▸ ACTION ITEM: Using the entries below, write out the line with "DataType::CdSectorSuffix => match", the line with "Ok(bytes) => reader.subchannel", and every line in between, exactly as each is written.
--*--
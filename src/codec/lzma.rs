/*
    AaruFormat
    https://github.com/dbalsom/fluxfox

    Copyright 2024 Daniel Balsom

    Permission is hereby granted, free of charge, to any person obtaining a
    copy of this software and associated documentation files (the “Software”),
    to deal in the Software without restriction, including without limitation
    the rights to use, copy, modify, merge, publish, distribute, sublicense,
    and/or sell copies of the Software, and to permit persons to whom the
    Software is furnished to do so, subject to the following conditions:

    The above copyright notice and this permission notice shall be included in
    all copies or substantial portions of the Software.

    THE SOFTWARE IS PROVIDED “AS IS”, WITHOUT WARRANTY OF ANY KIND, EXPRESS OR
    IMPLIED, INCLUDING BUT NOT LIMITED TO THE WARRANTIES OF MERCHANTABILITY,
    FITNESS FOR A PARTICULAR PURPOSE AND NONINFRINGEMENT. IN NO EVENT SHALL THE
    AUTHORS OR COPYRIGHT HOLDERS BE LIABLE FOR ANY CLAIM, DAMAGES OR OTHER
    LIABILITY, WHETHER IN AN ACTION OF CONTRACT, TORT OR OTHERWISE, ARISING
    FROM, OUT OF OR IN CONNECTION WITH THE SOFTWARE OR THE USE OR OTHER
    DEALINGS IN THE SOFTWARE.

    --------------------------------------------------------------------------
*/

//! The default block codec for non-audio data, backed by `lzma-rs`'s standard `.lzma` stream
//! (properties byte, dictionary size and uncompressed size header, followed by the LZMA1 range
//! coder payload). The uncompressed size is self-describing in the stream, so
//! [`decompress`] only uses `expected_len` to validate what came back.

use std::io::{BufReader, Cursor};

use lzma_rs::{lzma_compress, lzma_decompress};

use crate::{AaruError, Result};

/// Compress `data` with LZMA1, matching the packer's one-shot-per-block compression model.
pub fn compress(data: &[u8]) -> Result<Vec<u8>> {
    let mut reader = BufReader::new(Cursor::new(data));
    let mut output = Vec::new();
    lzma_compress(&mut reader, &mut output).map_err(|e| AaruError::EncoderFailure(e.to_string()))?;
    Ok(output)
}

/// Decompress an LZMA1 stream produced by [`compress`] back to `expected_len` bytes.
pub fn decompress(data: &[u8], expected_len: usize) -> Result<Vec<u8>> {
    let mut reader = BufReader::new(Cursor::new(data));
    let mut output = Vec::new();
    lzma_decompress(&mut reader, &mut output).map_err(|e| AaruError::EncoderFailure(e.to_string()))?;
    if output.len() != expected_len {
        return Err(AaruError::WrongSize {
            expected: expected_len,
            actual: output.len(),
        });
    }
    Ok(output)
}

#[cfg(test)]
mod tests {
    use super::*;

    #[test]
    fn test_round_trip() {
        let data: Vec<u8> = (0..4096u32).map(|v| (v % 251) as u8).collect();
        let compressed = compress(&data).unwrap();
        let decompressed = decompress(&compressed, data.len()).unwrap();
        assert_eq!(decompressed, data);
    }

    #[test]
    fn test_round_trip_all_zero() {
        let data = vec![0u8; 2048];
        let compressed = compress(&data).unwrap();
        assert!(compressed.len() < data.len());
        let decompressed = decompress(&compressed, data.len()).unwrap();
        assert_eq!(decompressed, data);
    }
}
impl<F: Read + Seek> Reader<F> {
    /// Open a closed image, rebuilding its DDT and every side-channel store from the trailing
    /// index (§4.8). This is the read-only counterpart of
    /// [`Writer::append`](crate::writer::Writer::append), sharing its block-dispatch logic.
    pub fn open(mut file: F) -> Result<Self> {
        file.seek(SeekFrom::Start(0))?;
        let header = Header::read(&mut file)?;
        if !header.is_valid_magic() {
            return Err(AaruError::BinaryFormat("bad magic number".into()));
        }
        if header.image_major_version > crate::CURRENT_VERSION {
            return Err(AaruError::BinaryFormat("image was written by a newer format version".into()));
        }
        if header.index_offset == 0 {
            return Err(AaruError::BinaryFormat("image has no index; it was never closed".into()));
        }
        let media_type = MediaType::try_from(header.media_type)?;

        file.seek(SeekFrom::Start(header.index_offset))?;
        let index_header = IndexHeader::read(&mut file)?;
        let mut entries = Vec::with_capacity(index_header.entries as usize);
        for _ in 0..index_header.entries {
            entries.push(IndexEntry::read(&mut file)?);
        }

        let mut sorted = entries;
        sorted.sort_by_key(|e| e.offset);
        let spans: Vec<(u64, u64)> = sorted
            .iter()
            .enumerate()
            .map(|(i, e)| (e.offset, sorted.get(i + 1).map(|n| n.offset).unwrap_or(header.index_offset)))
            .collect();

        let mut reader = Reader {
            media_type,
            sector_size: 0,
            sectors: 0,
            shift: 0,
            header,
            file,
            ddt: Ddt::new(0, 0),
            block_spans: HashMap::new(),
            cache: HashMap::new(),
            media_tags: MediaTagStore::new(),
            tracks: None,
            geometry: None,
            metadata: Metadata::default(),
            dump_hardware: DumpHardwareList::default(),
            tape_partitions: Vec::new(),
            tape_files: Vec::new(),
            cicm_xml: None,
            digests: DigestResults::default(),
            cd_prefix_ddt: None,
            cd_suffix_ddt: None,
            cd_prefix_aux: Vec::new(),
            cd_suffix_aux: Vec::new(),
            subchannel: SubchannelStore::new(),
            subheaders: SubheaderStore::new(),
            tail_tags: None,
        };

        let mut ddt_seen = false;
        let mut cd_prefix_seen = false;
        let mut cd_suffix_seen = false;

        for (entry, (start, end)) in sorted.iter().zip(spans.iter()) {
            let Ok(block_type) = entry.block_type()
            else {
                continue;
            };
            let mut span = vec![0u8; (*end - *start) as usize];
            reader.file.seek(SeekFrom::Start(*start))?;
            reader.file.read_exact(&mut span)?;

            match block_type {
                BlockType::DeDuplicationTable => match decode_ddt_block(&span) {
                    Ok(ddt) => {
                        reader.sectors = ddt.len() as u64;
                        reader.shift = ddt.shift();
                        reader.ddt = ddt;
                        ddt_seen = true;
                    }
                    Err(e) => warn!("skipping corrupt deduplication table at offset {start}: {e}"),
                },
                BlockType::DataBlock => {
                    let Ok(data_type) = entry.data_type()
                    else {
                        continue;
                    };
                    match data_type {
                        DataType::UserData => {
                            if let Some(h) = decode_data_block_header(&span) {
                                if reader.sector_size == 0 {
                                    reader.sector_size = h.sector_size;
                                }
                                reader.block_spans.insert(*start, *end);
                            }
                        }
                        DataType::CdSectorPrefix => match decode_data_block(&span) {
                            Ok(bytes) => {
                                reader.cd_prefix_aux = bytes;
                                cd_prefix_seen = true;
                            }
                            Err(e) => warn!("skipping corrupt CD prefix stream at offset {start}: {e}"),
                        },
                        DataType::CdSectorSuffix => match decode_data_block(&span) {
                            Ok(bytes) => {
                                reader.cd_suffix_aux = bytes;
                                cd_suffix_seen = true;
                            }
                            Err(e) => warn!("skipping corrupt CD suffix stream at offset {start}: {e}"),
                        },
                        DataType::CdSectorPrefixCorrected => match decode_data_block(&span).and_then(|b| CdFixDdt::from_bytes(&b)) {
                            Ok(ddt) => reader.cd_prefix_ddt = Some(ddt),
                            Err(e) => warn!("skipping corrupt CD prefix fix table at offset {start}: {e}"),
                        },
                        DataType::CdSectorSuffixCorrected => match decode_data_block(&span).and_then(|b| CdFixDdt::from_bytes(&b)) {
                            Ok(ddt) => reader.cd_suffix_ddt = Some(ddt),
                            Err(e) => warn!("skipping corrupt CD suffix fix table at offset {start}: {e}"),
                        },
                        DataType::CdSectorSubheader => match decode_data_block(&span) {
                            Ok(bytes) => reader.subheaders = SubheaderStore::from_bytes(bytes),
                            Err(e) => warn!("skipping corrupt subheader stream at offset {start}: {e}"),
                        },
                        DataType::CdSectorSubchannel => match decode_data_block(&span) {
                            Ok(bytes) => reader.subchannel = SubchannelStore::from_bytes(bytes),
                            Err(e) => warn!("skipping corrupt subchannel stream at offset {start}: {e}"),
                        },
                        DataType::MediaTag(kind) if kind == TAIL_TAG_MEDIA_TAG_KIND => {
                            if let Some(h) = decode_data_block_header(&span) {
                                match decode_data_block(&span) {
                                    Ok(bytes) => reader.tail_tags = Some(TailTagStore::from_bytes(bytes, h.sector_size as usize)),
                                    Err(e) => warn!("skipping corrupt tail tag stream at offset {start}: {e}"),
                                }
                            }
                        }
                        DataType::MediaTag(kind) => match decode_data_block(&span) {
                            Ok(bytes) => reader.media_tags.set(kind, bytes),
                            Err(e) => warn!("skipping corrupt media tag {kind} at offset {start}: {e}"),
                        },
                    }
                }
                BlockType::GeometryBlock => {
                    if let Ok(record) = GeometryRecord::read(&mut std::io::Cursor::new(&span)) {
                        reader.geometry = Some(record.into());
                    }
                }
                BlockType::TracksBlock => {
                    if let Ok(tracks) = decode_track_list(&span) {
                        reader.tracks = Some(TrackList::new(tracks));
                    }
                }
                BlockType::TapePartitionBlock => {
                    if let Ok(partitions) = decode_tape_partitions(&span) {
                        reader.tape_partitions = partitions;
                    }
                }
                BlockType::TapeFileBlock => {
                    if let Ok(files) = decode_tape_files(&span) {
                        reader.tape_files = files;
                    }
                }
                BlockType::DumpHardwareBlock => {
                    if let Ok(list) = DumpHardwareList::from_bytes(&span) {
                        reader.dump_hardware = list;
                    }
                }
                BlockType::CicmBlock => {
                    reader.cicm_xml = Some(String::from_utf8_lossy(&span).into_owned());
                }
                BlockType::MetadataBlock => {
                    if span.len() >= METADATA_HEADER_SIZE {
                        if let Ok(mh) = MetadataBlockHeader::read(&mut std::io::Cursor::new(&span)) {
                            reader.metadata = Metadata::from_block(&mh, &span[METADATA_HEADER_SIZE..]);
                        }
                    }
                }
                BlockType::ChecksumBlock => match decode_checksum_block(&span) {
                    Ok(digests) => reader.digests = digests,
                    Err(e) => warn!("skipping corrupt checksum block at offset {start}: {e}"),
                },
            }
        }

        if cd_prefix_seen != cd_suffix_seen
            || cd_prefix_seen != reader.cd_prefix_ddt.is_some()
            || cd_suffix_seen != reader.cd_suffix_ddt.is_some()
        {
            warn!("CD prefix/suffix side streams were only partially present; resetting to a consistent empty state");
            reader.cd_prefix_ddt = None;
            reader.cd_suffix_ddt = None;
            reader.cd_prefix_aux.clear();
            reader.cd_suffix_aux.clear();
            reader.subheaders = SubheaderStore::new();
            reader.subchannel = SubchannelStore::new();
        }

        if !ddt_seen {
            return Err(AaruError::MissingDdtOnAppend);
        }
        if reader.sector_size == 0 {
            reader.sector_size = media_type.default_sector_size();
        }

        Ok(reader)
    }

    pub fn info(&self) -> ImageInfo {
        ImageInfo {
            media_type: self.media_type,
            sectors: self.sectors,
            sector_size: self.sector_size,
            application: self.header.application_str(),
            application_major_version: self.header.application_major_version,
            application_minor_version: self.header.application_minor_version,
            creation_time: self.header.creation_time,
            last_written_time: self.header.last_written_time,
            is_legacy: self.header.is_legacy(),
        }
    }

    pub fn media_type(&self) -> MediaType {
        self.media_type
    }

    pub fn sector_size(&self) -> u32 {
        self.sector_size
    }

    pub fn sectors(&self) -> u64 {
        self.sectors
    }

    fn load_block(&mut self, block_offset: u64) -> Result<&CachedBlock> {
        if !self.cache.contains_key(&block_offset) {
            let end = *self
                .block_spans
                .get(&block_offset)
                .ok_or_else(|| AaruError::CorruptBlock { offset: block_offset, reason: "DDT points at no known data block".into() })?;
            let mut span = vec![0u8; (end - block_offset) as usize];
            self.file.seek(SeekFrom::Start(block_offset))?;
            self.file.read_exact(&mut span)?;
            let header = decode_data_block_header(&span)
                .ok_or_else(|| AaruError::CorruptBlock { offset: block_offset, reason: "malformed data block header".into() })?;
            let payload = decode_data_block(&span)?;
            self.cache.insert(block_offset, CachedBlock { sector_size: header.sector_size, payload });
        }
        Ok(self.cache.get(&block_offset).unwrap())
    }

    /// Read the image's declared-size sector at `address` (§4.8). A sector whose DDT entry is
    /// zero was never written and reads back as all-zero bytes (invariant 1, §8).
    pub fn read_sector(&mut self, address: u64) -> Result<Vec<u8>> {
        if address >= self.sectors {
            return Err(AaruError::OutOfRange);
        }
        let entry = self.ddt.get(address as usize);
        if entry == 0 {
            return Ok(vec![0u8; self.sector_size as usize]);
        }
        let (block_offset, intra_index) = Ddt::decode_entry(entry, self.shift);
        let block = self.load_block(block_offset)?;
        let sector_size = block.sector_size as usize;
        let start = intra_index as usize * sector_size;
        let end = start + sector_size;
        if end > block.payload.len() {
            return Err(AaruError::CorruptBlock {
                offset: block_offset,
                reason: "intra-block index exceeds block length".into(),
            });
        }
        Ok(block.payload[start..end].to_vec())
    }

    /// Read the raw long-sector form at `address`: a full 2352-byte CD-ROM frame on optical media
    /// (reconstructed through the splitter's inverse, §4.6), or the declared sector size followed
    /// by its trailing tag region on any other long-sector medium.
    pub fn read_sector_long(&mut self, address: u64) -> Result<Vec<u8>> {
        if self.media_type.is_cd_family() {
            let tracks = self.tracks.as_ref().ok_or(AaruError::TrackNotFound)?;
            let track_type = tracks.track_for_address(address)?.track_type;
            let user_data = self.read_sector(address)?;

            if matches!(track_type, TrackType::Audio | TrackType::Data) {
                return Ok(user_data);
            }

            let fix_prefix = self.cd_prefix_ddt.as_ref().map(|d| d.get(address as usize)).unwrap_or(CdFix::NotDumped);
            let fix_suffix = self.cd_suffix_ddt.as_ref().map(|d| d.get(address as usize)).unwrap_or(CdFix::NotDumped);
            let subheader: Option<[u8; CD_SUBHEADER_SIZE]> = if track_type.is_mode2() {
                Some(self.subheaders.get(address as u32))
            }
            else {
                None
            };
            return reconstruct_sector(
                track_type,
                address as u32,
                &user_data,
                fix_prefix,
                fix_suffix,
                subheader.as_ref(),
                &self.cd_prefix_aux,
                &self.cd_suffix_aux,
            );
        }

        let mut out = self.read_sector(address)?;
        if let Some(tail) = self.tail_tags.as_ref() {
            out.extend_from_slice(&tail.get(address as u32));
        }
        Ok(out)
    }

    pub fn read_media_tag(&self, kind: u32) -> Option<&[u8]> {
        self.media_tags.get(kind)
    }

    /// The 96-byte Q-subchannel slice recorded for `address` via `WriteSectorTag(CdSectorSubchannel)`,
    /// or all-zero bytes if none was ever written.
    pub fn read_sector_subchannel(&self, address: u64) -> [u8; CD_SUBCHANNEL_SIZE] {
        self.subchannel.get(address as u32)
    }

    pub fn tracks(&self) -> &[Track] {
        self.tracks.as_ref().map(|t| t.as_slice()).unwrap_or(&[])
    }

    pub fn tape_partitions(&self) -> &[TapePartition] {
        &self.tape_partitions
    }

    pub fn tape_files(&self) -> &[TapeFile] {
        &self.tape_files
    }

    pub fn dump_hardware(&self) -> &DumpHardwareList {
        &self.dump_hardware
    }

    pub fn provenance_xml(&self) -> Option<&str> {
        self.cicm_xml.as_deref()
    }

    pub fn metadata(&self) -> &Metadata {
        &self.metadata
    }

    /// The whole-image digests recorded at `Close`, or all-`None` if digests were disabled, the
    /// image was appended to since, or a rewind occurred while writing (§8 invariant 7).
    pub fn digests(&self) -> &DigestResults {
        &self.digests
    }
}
--*--
▸ PROBLEM SOLUTION:
                        DataType::CdSectorSuffix => match decode_data_block(&span) {
                            Ok(bytes) => {
                                reader.cd_suffix_aux = bytes;
                                cd_suffix_seen = true;
                            }
                            Err(e) => warn!("skipping corrupt CD suffix stream at offset {start}: {e}"),
                        },
                        DataType::CdSectorPrefixCorrected => match decode_data_block(&span).and_then(|b| CdFixDdt::from_bytes(&b)) {
                            Ok(ddt) => reader.cd_prefix_ddt = Some(ddt),
                            Err(e) => warn!("skipping corrupt CD prefix fix table at offset {start}: {e}"),
                        },
                        DataType::CdSectorSuffixCorrected => match decode_data_block(&span).and_then(|b| CdFixDdt::from_bytes(&b)) {
                            Ok(ddt) => reader.cd_suffix_ddt = Some(ddt),
                            Err(e) => warn!("skipping corrupt CD suffix fix table at offset {start}: {e}"),
                        },
                        DataType::CdSectorSubheader => match decode_data_block(&span) {
                            Ok(bytes) => reader.subheaders = SubheaderStore::from_bytes(bytes),
                            Err(e) => warn!("skipping corrupt subheader stream at offset {start}: {e}"),
                        },
                        DataType::CdSectorSubchannel => match decode_data_block(&span) {
                            Ok(bytes) => reader.subchannel = SubchannelStore::from_bytes(bytes),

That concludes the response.